Your goal: Looking at the listing below, retype exactly the lines starting at the one containing "(self.selected_part, self.description.is_empty(), self.gender)" and ending at the one containing "no_part.clear_selection();", both included, and nothing else.

BEGIN

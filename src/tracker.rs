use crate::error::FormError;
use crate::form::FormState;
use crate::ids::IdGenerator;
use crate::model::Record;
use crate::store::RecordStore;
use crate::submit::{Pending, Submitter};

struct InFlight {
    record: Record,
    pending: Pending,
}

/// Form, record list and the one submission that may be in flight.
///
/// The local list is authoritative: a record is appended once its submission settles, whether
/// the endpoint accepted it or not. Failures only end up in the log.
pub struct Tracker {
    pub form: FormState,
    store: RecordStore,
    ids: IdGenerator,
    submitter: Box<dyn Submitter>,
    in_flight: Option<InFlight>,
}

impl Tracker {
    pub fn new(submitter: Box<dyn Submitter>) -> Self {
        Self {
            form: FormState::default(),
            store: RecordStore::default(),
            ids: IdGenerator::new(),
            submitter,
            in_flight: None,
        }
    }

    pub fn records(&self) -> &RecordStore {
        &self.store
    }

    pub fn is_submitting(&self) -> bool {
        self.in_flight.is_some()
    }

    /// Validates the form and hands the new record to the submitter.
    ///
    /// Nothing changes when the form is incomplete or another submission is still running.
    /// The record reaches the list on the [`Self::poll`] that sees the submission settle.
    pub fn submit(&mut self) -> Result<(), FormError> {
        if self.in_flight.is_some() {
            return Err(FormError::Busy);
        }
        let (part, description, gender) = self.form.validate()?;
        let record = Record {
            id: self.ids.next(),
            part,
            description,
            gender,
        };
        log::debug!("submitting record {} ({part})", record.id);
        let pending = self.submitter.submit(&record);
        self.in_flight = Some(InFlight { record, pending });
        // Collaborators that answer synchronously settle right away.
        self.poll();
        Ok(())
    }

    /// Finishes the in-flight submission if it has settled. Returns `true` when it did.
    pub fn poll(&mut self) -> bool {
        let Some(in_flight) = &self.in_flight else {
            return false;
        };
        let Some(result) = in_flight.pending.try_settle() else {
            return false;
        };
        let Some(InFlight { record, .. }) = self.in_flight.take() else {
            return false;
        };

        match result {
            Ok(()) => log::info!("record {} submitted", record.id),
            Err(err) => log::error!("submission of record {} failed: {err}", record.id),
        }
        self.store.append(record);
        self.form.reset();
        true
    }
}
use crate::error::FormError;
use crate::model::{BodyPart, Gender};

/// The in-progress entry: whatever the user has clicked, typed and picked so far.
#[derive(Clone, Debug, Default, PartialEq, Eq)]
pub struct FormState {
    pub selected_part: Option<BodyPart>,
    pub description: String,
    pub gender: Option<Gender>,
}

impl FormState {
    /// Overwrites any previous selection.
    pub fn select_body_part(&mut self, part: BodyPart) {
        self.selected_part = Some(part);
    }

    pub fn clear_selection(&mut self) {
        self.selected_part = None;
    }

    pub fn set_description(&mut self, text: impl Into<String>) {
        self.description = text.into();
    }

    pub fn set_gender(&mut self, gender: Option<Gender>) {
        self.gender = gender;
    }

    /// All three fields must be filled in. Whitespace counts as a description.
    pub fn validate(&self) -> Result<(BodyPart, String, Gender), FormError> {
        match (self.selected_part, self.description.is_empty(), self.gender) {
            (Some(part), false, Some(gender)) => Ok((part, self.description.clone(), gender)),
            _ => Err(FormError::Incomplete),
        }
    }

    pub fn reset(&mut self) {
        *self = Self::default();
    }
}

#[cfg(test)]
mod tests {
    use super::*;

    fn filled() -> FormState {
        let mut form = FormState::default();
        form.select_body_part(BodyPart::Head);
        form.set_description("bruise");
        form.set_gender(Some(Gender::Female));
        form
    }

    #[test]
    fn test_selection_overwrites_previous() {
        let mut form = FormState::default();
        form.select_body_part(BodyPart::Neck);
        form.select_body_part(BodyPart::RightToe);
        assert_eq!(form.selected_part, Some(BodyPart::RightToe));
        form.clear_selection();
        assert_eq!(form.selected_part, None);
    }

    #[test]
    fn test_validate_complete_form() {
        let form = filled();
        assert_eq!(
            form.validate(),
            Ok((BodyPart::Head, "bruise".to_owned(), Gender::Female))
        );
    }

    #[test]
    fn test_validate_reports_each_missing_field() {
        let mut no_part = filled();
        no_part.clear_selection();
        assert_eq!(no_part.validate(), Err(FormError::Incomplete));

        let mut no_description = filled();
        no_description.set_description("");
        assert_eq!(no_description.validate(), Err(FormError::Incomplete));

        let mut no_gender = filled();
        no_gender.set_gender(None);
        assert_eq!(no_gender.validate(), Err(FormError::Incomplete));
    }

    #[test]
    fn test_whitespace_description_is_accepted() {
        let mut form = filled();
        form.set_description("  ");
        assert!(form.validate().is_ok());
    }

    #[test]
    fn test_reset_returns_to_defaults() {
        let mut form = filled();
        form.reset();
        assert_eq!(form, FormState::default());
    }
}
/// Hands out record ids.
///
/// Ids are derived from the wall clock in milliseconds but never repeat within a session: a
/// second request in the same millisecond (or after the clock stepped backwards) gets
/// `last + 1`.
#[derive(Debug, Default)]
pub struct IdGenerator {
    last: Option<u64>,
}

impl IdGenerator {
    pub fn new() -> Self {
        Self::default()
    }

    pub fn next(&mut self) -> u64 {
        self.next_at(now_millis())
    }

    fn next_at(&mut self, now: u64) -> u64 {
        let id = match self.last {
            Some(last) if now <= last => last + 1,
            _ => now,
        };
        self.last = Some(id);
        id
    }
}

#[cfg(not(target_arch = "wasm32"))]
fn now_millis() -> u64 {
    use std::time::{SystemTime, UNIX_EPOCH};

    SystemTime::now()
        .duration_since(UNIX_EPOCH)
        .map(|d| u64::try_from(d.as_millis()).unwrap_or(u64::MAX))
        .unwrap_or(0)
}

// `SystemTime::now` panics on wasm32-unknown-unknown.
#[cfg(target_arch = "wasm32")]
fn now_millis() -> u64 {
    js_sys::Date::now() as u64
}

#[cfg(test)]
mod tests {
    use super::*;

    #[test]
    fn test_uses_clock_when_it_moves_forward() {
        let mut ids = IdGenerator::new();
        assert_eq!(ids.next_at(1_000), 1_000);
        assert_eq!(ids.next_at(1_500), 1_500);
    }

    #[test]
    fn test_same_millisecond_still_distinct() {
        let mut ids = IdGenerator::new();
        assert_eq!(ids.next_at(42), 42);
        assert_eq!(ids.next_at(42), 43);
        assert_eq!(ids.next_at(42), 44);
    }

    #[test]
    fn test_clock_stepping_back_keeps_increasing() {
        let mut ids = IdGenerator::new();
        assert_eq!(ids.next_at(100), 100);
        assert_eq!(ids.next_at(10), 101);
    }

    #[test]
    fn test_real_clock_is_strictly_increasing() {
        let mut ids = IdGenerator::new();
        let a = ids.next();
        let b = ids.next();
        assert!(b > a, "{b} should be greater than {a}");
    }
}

END

Result for this exercise:
        match (self.selected_part, self.description.is_empty(), self.gender) {
            (Some(part), false, Some(gender)) => Ok((part, self.description.clone(), gender)),
            _ => Err(FormError::Incomplete),
        }
    }

    pub fn reset(&mut self) {
        *self = Self::default();
    }
}

#[cfg(test)]
mod tests {
    use super::*;

    fn filled() -> FormState {
        let mut form = FormState::default();
        form.select_body_part(BodyPart::Head);
        form.set_description("bruise");
        form.set_gender(Some(Gender::Female));
        form
    }

    #[test]
    fn test_selection_overwrites_previous() {
        let mut form = FormState::default();
        form.select_body_part(BodyPart::Neck);
        form.select_body_part(BodyPart::RightToe);
        assert_eq!(form.selected_part, Some(BodyPart::RightToe));
        form.clear_selection();
        assert_eq!(form.selected_part, None);
    }

    #[test]
    fn test_validate_complete_form() {
        let form = filled();
        assert_eq!(
            form.validate(),
            Ok((BodyPart::Head, "bruise".to_owned(), Gender::Female))
        );
    }

    #[test]
    fn test_validate_reports_each_missing_field() {
        let mut no_part = filled();
        no_part.clear_selection();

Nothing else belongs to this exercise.